_ASSIGNED TASK_
Each line from the one that contains "let state = Arc::new(Mutex::new(SharedState" through the last line of the listing below is to be returned exactly as it stands, and nothing else.
________________
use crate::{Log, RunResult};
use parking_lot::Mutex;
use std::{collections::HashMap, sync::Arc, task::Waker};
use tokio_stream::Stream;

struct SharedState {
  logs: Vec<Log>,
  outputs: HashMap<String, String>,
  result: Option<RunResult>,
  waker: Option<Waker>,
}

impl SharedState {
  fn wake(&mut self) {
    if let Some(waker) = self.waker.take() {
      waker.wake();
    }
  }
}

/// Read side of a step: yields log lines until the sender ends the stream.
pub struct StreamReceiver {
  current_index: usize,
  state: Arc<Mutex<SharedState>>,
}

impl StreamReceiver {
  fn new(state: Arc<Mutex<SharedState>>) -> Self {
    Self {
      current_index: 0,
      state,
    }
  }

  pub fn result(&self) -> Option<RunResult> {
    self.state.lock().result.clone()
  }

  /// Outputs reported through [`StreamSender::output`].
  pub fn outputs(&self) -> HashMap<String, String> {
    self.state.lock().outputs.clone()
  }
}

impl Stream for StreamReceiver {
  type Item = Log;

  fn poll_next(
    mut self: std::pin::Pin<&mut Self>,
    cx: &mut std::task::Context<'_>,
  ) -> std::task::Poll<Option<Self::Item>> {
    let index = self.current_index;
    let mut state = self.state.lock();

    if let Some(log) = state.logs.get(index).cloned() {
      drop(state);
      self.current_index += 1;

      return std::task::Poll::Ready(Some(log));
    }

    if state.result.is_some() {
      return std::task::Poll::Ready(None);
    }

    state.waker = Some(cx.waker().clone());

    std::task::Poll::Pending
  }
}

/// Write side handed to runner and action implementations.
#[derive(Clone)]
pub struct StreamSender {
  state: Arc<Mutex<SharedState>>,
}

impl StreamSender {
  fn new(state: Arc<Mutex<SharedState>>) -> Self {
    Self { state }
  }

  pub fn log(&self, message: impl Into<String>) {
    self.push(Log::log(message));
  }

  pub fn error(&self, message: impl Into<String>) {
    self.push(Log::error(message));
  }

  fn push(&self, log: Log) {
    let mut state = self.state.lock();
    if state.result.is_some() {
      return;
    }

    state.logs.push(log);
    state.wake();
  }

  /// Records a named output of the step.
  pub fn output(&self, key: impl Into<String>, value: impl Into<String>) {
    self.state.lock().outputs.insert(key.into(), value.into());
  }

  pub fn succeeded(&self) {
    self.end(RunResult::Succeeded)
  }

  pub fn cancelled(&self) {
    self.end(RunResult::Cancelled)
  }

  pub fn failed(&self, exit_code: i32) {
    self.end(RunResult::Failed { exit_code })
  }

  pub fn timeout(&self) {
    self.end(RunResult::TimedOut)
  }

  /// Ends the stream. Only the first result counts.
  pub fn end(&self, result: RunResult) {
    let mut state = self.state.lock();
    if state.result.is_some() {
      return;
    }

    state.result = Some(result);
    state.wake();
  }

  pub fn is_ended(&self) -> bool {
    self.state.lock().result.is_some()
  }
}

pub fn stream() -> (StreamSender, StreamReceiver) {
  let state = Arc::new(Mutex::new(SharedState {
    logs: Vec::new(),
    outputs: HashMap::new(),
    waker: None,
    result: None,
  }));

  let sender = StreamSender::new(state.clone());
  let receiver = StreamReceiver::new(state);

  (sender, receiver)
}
________________
_YOUR RESPONSE_
  let state = Arc::new(Mutex::new(SharedState {
    logs: Vec::new(),
    outputs: HashMap::new(),
    waker: None,
    result: None,
  }));

  let sender = StreamSender::new(state.clone());
  let receiver = StreamReceiver::new(state);

  (sender, receiver)
}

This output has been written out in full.